▶ [EXERCISE PROMPT]
Please report how many lines of the data include the word "count", with the number as the entire reply.

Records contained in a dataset
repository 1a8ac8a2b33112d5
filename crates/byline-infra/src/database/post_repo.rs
//! Postgres post repository with eager author loading.

use std::sync::Arc;

use async_trait::async_trait;
use sea_orm::{
    ActiveModelTrait, ActiveValue::Set, ColumnTrait, DbConn, DbErr, EntityTrait, IntoActiveModel,
    QueryFilter, QueryOrder, TransactionTrait,
};

use byline_core::domain::{NewPost, Post, PostDraft, PostWithAuthor};
use byline_core::error::RepoError;
use byline_core::ports::PostRepository;

use super::entity::{author, post};
use super::guard;

/// Postgres-backed implementation of [`PostRepository`].
///
/// Reads that embed an author view join both tables in one statement, so
/// the round-trip count stays constant no matter how many rows come back.
pub struct PostgresPostRepository {
    pub(crate) db: Arc<DbConn>,
}

impl PostgresPostRepository {
    pub fn new(db: impl Into<Arc<DbConn>>) -> Self {
        Self { db: db.into() }
    }
}

/// Pair a joined row into the read model. The FK is NOT NULL, so a missing
/// author half means the join hit broken referential integrity.
fn with_author(row: (post::Model, Option<author::Model>)) -> Result<PostWithAuthor, RepoError> {
    let (post, author) = row;
    let author = author
        .ok_or_else(|| RepoError::Query(format!("post {} joined no author row", post.id)))?;

    Ok(PostWithAuthor {
        post: post.into(),
        author: author.into(),
    })
}

#[async_trait]
impl PostRepository for PostgresPostRepository {
    async fn create(&self, new: NewPost) -> Result<Post, RepoError> {
        let txn = self.db.begin().await.map_err(guard::map_db_err)?;

        if let Err(err) = guard::author_exists(&txn, new.author_id).await {
            txn.rollback().await.map_err(guard::map_db_err)?;
            return Err(err);
        }

        let author_id = new.author_id;
        let inserted = post::ActiveModel {
            title: Set(new.title),
            content: Set(new.content),
            author_id: Set(new.author_id),
            ..Default::default()
        }
        .insert(&txn)
        .await
        .map_err(|e| guard::translate_post_write(e, author_id))?;

        txn.commit()
            .await
            .map_err(|e| guard::translate_post_write(e, author_id))?;

        tracing::info!(post_id = inserted.id, author_id, "post created");
        Ok(inserted.into())
    }

    async fn find_by_id(&self, id: i32) -> Result<Option<PostWithAuthor>, RepoError> {
        let row = post::Entity::find_by_id(id)
            .find_also_related(author::Entity)
            .one(self.db.as_ref())
            .await
            .map_err(guard::map_db_err)?;

        row.map(with_author).transpose()
    }

    async fn list(&self, author_id: Option<i32>) -> Result<Vec<PostWithAuthor>, RepoError> {
        let mut select = post::Entity::find().order_by_asc(post::Column::Id);
        if let Some(author_id) = author_id {
            select = select.filter(post::Column::AuthorId.eq(author_id));
        }

        // One joined query serves every row; never a per-post author fetch.
        let rows = select
            .find_also_related(author::Entity)
            .all(self.db.as_ref())
            .await
            .map_err(guard::map_db_err)?;

        rows.into_iter().map(with_author).collect()
    }

    async fn list_by_author(&self, author_id: i32) -> Result<Vec<Post>, RepoError> {
        let rows = post::Entity::find()
            .filter(post::Column::AuthorId.eq(author_id))
            .order_by_asc(post::Column::Id)
            .all(self.db.as_ref())
            .await
            .map_err(guard::map_db_err)?;

        Ok(rows.into_iter().map(Into::into).collect())
    }

    async fn update(&self, id: i32, draft: PostDraft) -> Result<Post, RepoError> {
        let txn = self.db.begin().await.map_err(guard::map_db_err)?;

        let Some(found) = post::Entity::find_by_id(id)
            .one(&txn)
            .await
            .map_err(guard::map_db_err)?
        else {
            txn.rollback().await.map_err(guard::map_db_err)?;
            return Err(RepoError::NotFound);
        };

        // Only title and content move; the author reference stays put.
        let mut active = found.into_active_model();
        active.title = Set(draft.title);
        active.content = Set(draft.content);

        let updated = active.update(&txn).await.map_err(|e| match e {
            DbErr::RecordNotUpdated => RepoError::NotFound,
            other => guard::map_db_err(other),
        })?;

        txn.commit().await.map_err(guard::map_db_err)?;

        tracing::info!(post_id = id, "post updated");
        Ok(updated.into())
    }

    async fn delete(&self, id: i32) -> Result<(), RepoError> {
        let result = post::Entity::delete_by_id(id)
            .exec(self.db.as_ref())
            .await
            .map_err(guard::map_db_err)?;

        if result.rows_affected == 0 {
            return Err(RepoError::NotFound);
        }

        tracing::debug!(post_id = id, "post deleted");
        Ok(())
    }
}
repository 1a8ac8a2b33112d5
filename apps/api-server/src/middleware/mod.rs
//! Middleware modules.

pub mod error;
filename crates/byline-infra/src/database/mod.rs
//! Database layer: schema entities, connection management, repositories.

mod author_repo;
mod connections;
mod guard;
mod post_repo;

pub mod entity;

pub use author_repo::PostgresAuthorRepository;
pub use connections::{DatabaseConfig, DatabaseConnections};
pub use post_repo::PostgresPostRepository;

#[cfg(test)]
mod tests;
use serde::{Deserialize, Serialize};

/// Author entity - owns a collection of posts.
///
/// The id is assigned by the store on insert and is immutable afterwards.
/// No two authors may share an email; the store's UNIQUE constraint is the
/// final authority on that.
#[derive(Debug, Clone, PartialEq, Eq, Serialize, Deserialize)]
pub struct Author {
    pub id: i32,
    pub name: String,
    pub email: String,
}

/// Fields a caller supplies when creating or overwriting an author.
///
/// Used for both create and update: an update overwrites name and email in
/// place and leaves the id untouched.
#[derive(Debug, Clone, PartialEq, Eq, Serialize, Deserialize)]
pub struct AuthorDraft {
    pub name: String,
    pub email: String,
}

impl AuthorDraft {
    pub fn new(name: impl Into<String>, email: impl Into<String>) -> Self {
        Self {
            name: name.into(),
            email: email.into(),
        }
    }
}
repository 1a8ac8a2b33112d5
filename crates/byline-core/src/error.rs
//! Repository-level error taxonomy.

use thiserror::Error;

/// Typed outcomes of repository operations.
///
/// `Connection` and `Query` are both store failures; they stay separate so
/// connectivity loss can be told apart from a failed statement in logs.
/// Constraint violations surfacing at commit time are translated into
/// `DuplicateEmail` / `InvalidReference` before they reach a caller; a
/// raw database error is never part of the contract.
#[derive(Debug, Error)]
pub enum RepoError {
    #[error("entity not found")]
    NotFound,

    #[error("email already registered: {0}")]
    DuplicateEmail(String),

    #[error("author does not exist: {0}")]
    InvalidReference(i32),

    #[error("database connection failed: {0}")]
    Connection(String),

    #[error("query execution failed: {0}")]
    Query(String),
}

impl RepoError {
    /// True for the two store-failure variants (not business outcomes).
    pub fn is_store_failure(&self) -> bool {
        matches!(self, RepoError::Connection(_) | RepoError::Query(_))
    }
}

#[cfg(test)]
mod tests {
    use super::*;

    #[test]
    fn display_carries_the_offending_value() {
        let err = RepoError::DuplicateEmail("ada@x.com".to_string());
        assert_eq!(err.to_string(), "email already registered: ada@x.com");

        let err = RepoError::InvalidReference(99);
        assert_eq!(err.to_string(), "author does not exist: 99");
    }

    #[test]
    fn store_failures_are_classified() {
        assert!(RepoError::Connection("refused".into()).is_store_failure());
        assert!(RepoError::Query("syntax".into()).is_store_failure());
        assert!(!RepoError::NotFound.is_store_failure());
        assert!(!RepoError::DuplicateEmail("a@b.c".into()).is_store_failure());
    }
}
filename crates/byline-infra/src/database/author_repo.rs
//! Postgres author repository.

use std::sync::Arc;

use async_trait::async_trait;
use sea_orm::{
    ActiveModelTrait, ActiveValue::Set, ColumnTrait, DbConn, DbErr, EntityTrait, IntoActiveModel,
    QueryFilter, QueryOrder, QuerySelect, TransactionTrait,
};

use byline_core::domain::{Author, AuthorDraft};
use byline_core::error::RepoError;
use byline_core::ports::{AuthorRepository, Page};

use super::entity::{author, post};
use super::guard;

/// Postgres-backed implementation of [`AuthorRepository`].
///
/// Every check-then-act flow runs inside one store transaction, so a
/// concurrent worker never observes a partial state.
pub struct PostgresAuthorRepository {
    pub(crate) db: Arc<DbConn>,
}

impl PostgresAuthorRepository {
    pub fn new(db: impl Into<Arc<DbConn>>) -> Self {
        Self { db: db.into() }
    }
}

#[async_trait]
impl AuthorRepository for PostgresAuthorRepository {
    async fn find_by_id(&self, id: i32) -> Result<Option<Author>, RepoError> {
        let found = author::Entity::find_by_id(id)
            .one(self.db.as_ref())
            .await
            .map_err(guard::map_db_err)?;

        Ok(found.map(Into::into))
    }

    async fn find_by_email(&self, email: &str) -> Result<Option<Author>, RepoError> {
        // Mask the email so no PII lands in log streams.
        tracing::debug!(author_email = %mask_email(email), "looking up author by email");

        let found = author::Entity::find()
            .filter(author::Column::Email.eq(email))
            .one(self.db.as_ref())
            .await
            .map_err(guard::map_db_err)?;

        Ok(found.map(Into::into))
    }

    async fn list(&self, page: Page) -> Result<Vec<Author>, RepoError> {
        let rows = author::Entity::find()
            .order_by_asc(author::Column::Id)
            .offset(page.offset)
            .limit(page.limit)
            .all(self.db.as_ref())
            .await
            .map_err(guard::map_db_err)?;

        Ok(rows.into_iter().map(Into::into).collect())
    }

    async fn create(&self, draft: AuthorDraft) -> Result<Author, RepoError> {
        let txn = self.db.begin().await.map_err(guard::map_db_err)?;

        if let Err(err) = guard::email_unused(&txn, &draft.email).await {
            txn.rollback().await.map_err(guard::map_db_err)?;
            return Err(err);
        }

        let email = draft.email.clone();
        let inserted = author::ActiveModel {
            name: Set(draft.name),
            email: Set(draft.email),
            ..Default::default()
        }
        .insert(&txn)
        .await
        .map_err(|e| guard::translate_author_write(e, &email))?;

        txn.commit()
            .await
            .map_err(|e| guard::translate_author_write(e, &email))?;

        tracing::info!(author_id = inserted.id, "author created");
        Ok(inserted.into())
    }

    async fn update(&self, id: i32, draft: AuthorDraft) -> Result<Author, RepoError> {
        let txn = self.db.begin().await.map_err(guard::map_db_err)?;

        let Some(found) = author::Entity::find_by_id(id)
            .one(&txn)
            .await
            .map_err(guard::map_db_err)?
        else {
            txn.rollback().await.map_err(guard::map_db_err)?;
            return Err(RepoError::NotFound);
        };

        // Uniqueness is not re-checked against other authors here; the
        // UNIQUE constraint still has the last word on a collision.
        let email = draft.email.clone();
        let mut active = found.into_active_model();
        active.name = Set(draft.name);
        active.email = Set(draft.email);

        let updated = active.update(&txn).await.map_err(|e| match e {
            DbErr::RecordNotUpdated => RepoError::NotFound,
            other => guard::translate_author_write(other, &email),
        })?;

        txn.commit()
            .await
            .map_err(|e| guard::translate_author_write(e, &email))?;

        tracing::info!(author_id = id, "author updated");
        Ok(updated.into())
    }

    async fn delete(&self, id: i32) -> Result<(), RepoError> {
        let txn = self.db.begin().await.map_err(guard::map_db_err)?;

        if author::Entity::find_by_id(id)
            .one(&txn)
            .await
            .map_err(guard::map_db_err)?
            .is_none()
        {
            txn.rollback().await.map_err(guard::map_db_err)?;
            return Err(RepoError::NotFound);
        }

        // Children first, parent second. The schema's ON DELETE CASCADE
        // backstops the same rule at the store.
        let posts = post::Entity::delete_many()
            .filter(post::Column::AuthorId.eq(id))
            .exec(&txn)
            .await
            .map_err(guard::map_db_err)?;

        author::Entity::delete_by_id(id)
            .exec(&txn)
            .await
            .map_err(guard::map_db_err)?;

        txn.commit().await.map_err(guard::map_db_err)?;

        tracing::info!(
            author_id = id,
            cascaded_posts = posts.rows_affected,
            "author deleted with owned posts"
        );
        Ok(())
    }
}

/// Keep everything after the first character of the local part out of logs.
pub(crate) fn mask_email(email: &str) -> String {
    match email.split_once('@') {
        Some((local, domain)) => {
            let mut masked = String::new();
            if let Some(first) = local.chars().next() {
                if local.chars().count() > 1 {
                    masked.push(first);
                }
            }
            masked.push_str("***@");
            masked.push_str(domain);
            masked
        }
        None => "***".to_string(),
    }
}
//! # Byline API Server
//!
//! The main entry point for the Actix-web HTTP server.

use actix_web::{App, HttpServer, web};
use migration::{Migrator, MigratorTrait};
use tracing_actix_web::TracingLogger;

mod config;
mod handlers;
mod middleware;
mod observability;
mod state;
mod telemetry;

use byline_infra::DatabaseConnections;
use config::AppConfig;
use observability::RequestIdMiddleware;
use state::AppState;
use telemetry::TelemetryConfig;

#[actix_web::main]
async fn main() -> anyhow::Result<()> {
    // Load .env file if present
    dotenvy::dotenv().ok();

    telemetry::init_telemetry(&TelemetryConfig::from_env());

    let config = AppConfig::from_env()?;

    tracing::info!(
        "Starting Byline API server on {}:{}",
        config.host,
        config.port
    );

    let connections = DatabaseConnections::init(&config.database).await?;

    // Bring the schema up to date before accepting traffic.
    Migrator::up(connections.main.as_ref(), None).await?;
    tracing::info!("Migrations applied");

    let state = AppState::new(connections);

    HttpServer::new(move || {
        App::new()
            .wrap(TracingLogger::default())
            .wrap(RequestIdMiddleware)
            .app_data(web::Data::new(state.clone()))
            .configure(handlers::configure_routes)
    })
    .bind((config.host.as_str(), config.port))?
    .run()
    .await?;

    Ok(())
}
//! HTTP handlers and route configuration.

mod authors;
mod health;
mod posts;


use actix_web::web;

use byline_core::domain::{Author, Post, PostWithAuthor};
use byline_shared::dto::{AuthorResponse, PostResponse, PostWithAuthorResponse};

/// Configure all application routes.
pub fn configure_routes(cfg: &mut web::ServiceConfig) {
    cfg.route("/health", web::get().to(health::health_check))
        .service(
            web::scope("/authors")
                .route("", web::post().to(authors::create_author))
                .route("", web::get().to(authors::list_authors))
                .route("/{id}", web::get().to(authors::get_author))
                .route("/{id}", web::put().to(authors::update_author))
                .route("/{id}", web::delete().to(authors::delete_author))
                .route("/{id}/posts", web::get().to(authors::list_author_posts)),
        )
        .service(
            web::scope("/posts")
                .route("", web::post().to(posts::create_post))
                .route("", web::get().to(posts::list_posts))
                .route("/{id}", web::get().to(posts::get_post))
                .route("/{id}", web::put().to(posts::update_post))
                .route("/{id}", web::delete().to(posts::delete_post)),
        );
}

// Domain-to-DTO mapping, shared by the author and post handlers.

fn author_response(author: Author) -> AuthorResponse {
    AuthorResponse {
        id: author.id,
        name: author.name,
        email: author.email,
    }
}

fn post_response(post: Post) -> PostResponse {
    PostResponse {
        id: post.id,
        title: post.title,
        content: post.content,
        author_id: post.author_id,
    }
}

fn post_with_author_response(joined: PostWithAuthor) -> PostWithAuthorResponse {
    PostWithAuthorResponse {
        id: joined.post.id,
        title: joined.post.title,
        content: joined.post.content,
        author_id: joined.post.author_id,
        author: author_response(joined.author),
    }
}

▶ [EXERCISE OUTPUT]
2